# Enquête d'El_Chico sur la nioubitude



## alèm (23 Juin 2005)

rezba a dit:
			
		

> Parfois nos forums sont atteints de crise de nioubitude aiguë.
> Pas ici, pas au bar. Ici, des nioubies, y'en a toujours de nouveaux, et tellement de vieux nioubes.
> Non, ailleurs, dans ce monde virtuel ignoré de beaucoup d'entre vous, dans nos forums techniques.
> Un nioubie de forums techniques, c'est jamais très méchant. C'est surtout fatiguant.
> ...



je cite ce texte qui fut le point de départ d'El-Chico et moi pour une enquête sur les nioubies et la nioubitude.
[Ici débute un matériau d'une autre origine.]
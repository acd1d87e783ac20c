//! Heuristic dependency-name extraction from symbol type text.
//!
//! Names are scraped from parameter, return and member type annotations plus
//! `extends` / `implements` clauses in the signature. Built-in and primitive
//! type names are dropped; the tracker resolves whatever survives.

use std::collections::HashSet;
use std::sync::LazyLock;

use regex::Regex;

use crate::models::ParsedSymbol;

// ---------------------------------------------------------------------------
// Regex patterns (compiled once via LazyLock)
// ---------------------------------------------------------------------------

static IDENT_RE: LazyLock<Regex> =
    LazyLock::new(|| Regex::new(r"[A-Za-z_$][A-Za-z0-9_$]*").unwrap());

static HERITAGE_RE: LazyLock<Regex> =
    LazyLock::new(|| Regex::new(r"\b(?:extends|implements)\b([^{]*)").unwrap());

const BUILTIN_TYPES: &[&str] = &[
    // TypeScript / JavaScript
    "string", "number", "boolean", "any", "unknown", "never", "void", "object", "null",
    "undefined", "symbol", "bigint", "this", "Array", "ReadonlyArray", "Promise", "Map",
    "Set", "WeakMap", "WeakSet", "Record", "Partial", "Required", "Readonly", "Pick", "Omit",
    "Date", "Error", "Function", "Object", "String", "Number", "Boolean", "RegExp", "keyof",
    "typeof", "extends", "implements",
    // Python / Java / Go / Rust primitives and containers
    "int", "float", "bool", "str", "bytes", "list", "dict", "tuple", "None", "Optional",
    "List", "Dict", "Tuple", "Any", "Union", "Callable", "char", "long", "short", "double",
    "byte", "Integer", "Long", "Double", "Float", "Character", "Byte", "Short", "error",
    "interface", "func", "chan", "map", "rune", "uint", "int32", "int64", "uint32", "uint64",
    "float32", "float64", "i8", "i16", "i32", "i64", "u8", "u16", "u32", "u64", "usize",
    "isize", "f32", "f64", "Vec", "Option", "Result", "Box", "Self",
];

static BUILTINS: LazyLock<HashSet<&'static str>> =
    LazyLock::new(|| BUILTIN_TYPES.iter().copied().collect());

pub fn is_builtin_type(name: &str) -> bool {
    BUILTINS.contains(name)
}

/// Identifiers in a piece of type text that are not built-ins.
pub fn type_names(text: &str) -> Vec<String> {
    let mut seen = HashSet::new();
    let mut names = Vec::new();
    for m in IDENT_RE.find_iter(text) {
        let name = m.as_str();
        if is_builtin_type(name) || !seen.insert(name) {
            continue;
        }
        names.push(name.to_string());
    }
    names
}

/// Every dependency name a symbol declares, de-duplicated in first-seen
/// order and never including the symbol's own name.
pub fn extract_dependency_names(symbol: &ParsedSymbol) -> Vec<String> {
    let mut texts: Vec<&str> = Vec::new();
    for param in &symbol.parameters {
        if let Some(t) = &param.type_name {
            texts.push(t);
        }
    }
    if let Some(t) = &symbol.return_type {
        texts.push(t);
    }
    for member in &symbol.members {
        if let Some(t) = &member.type_name {
            texts.push(t);
        }
        for param in &member.parameters {
            if let Some(t) = &param.type_name {
                texts.push(t);
            }
        }
        if let Some(t) = &member.return_type {
            texts.push(t);
        }
    }

    let mut clause_names: Vec<String> = Vec::new();
    if let Some(signature) = &symbol.signature {
        for caps in HERITAGE_RE.captures_iter(signature) {
            if let Some(list) = caps.get(1) {
                clause_names.extend(type_names(list.as_str()));
            }
        }
    }

    let mut seen: HashSet<String> = HashSet::new();
    seen.insert(symbol.name.clone());
    let mut out = Vec::new();
    for name in clause_names
        .into_iter()
        .chain(texts.into_iter().flat_map(type_names))
    {
        if seen.insert(name.clone()) {
            out.push(name);
        }
    }
    out
}

#[cfg(test)]
mod tests {
    use super::*;
    use crate::models::{ParsedMember, ParsedParameter, SymbolKind};

    #[test]
    fn builtins_are_filtered() {
        assert_eq!(type_names("Promise<Array<User>>"), vec!["User"]);
        assert_eq!(type_names("string | number"), Vec::<String>::new());
        assert_eq!(type_names("Map<string, Order | Invoice>"), vec!["Order", "Invoice"]);
    }

    #[test]
    fn collects_from_all_type_positions() {
        let mut symbol = ParsedSymbol::new("Service", SymbolKind::Class);
        symbol.signature = Some("class Service extends Base implements Runnable, Closeable {".into());
        symbol.members.push(ParsedMember {
            name: "repo".into(),
            type_name: Some("Repository".into()),
            parameters: vec![],
            return_type: None,
        });
        symbol.members.push(ParsedMember {
            name: "find".into(),
            type_name: None,
            parameters: vec![ParsedParameter {
                name: "q".into(),
                type_name: Some("Query".into()),
            }],
            return_type: Some("Promise<User[]>".into()),
        });
        let names = extract_dependency_names(&symbol);
        assert_eq!(
            names,
            vec!["Base", "Runnable", "Closeable", "Repository", "Query", "User"]
        );
    }

    #[test]
    fn own_name_and_duplicates_are_dropped() {
        let mut symbol = ParsedSymbol::new("Node", SymbolKind::Class);
        symbol.parameters.push(ParsedParameter {
            name: "next".into(),
            type_name: Some("Node".into()),
        });
        symbol.return_type = Some("Edge | Edge".into());
        assert_eq!(extract_dependency_names(&symbol), vec!["Edge"]);
    }
}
Quêtant sur les forums à la fin d'une AES, nous avons décidé de partir micro à la main pour suivre ce qu'il se disait dans le Bar (vive le pastis en passant et la guignolet) et nous en sommes revenus avec ce constat

l'enregistrement du Chico

quelle révélation...


----------



## El_ChiCo (23 Juin 2005)

oh didon c'est fort en chocolat ça !  

Ah... On me fait signe que j'étais dans l'équipe de reportage... Cela dit AES canal machin tu présente ca comme si c'était tout mon travail, mais je de dois presque quand même tout... C'est toi qui a établit la communication, et puis tu leurs à aussi montré ta lune avec moi...

Oui parce que quand on lui montre sa lune, le nioubie chante...


----------



## alèm (23 Juin 2005)

El_ChiCo a dit:
			
		

> Oui parce que quand on lui montre sa lune, le nioubie chante...



c'est beau comme du DocEvil !


----------



## Grug (23 Juin 2005)

fidèle retranscription de bar  (même si au son c'est plus proche des canards )  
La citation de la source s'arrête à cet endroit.